■ **Information provided**:
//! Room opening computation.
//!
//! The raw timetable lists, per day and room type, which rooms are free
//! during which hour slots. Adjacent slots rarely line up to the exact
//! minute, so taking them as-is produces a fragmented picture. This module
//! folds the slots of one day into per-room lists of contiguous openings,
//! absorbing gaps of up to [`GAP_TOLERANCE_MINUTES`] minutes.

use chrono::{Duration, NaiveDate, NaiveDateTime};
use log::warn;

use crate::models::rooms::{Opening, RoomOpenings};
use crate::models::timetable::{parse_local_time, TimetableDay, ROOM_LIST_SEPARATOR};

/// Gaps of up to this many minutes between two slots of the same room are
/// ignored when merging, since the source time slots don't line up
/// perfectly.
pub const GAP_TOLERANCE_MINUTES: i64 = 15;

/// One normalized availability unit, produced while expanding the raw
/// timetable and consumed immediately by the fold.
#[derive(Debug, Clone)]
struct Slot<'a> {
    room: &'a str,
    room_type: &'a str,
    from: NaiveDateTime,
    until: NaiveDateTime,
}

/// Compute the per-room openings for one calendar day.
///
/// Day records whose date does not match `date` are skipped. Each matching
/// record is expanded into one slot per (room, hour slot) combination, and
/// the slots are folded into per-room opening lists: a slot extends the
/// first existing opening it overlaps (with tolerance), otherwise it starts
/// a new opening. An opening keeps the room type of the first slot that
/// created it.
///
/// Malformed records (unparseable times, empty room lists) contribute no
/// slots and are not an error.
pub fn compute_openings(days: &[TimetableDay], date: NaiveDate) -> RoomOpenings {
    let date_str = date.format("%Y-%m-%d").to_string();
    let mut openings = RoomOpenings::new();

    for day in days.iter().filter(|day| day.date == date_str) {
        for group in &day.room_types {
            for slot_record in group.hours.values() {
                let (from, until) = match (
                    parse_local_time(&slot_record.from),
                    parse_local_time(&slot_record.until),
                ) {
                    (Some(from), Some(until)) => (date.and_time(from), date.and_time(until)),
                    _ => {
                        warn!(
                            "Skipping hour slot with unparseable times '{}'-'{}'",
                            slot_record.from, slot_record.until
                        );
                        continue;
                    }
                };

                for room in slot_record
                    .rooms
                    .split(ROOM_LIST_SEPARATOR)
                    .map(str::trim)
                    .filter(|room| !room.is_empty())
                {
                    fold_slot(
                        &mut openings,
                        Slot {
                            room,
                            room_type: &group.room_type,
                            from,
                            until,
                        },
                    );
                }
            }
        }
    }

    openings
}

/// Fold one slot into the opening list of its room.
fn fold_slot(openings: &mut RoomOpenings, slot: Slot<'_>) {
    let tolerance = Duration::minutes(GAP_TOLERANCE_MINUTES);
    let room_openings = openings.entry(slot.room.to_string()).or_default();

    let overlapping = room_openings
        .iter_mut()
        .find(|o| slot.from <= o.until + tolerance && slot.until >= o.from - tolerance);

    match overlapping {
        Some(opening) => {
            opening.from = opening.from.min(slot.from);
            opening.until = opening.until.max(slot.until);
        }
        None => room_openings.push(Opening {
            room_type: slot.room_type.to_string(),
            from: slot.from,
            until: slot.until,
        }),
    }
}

■ **What you need to do**: Beginning at the line that contains "opening.until = opening.until.max(slot.until);", reproduce every line down to the last line of the entries above, exactly and only those.

■ **Written answer**:
            opening.until = opening.until.max(slot.until);
        }
        None => room_openings.push(Opening {
            room_type: slot.room_type.to_string(),
            from: slot.from,
            until: slot.until,
        }),
    }
}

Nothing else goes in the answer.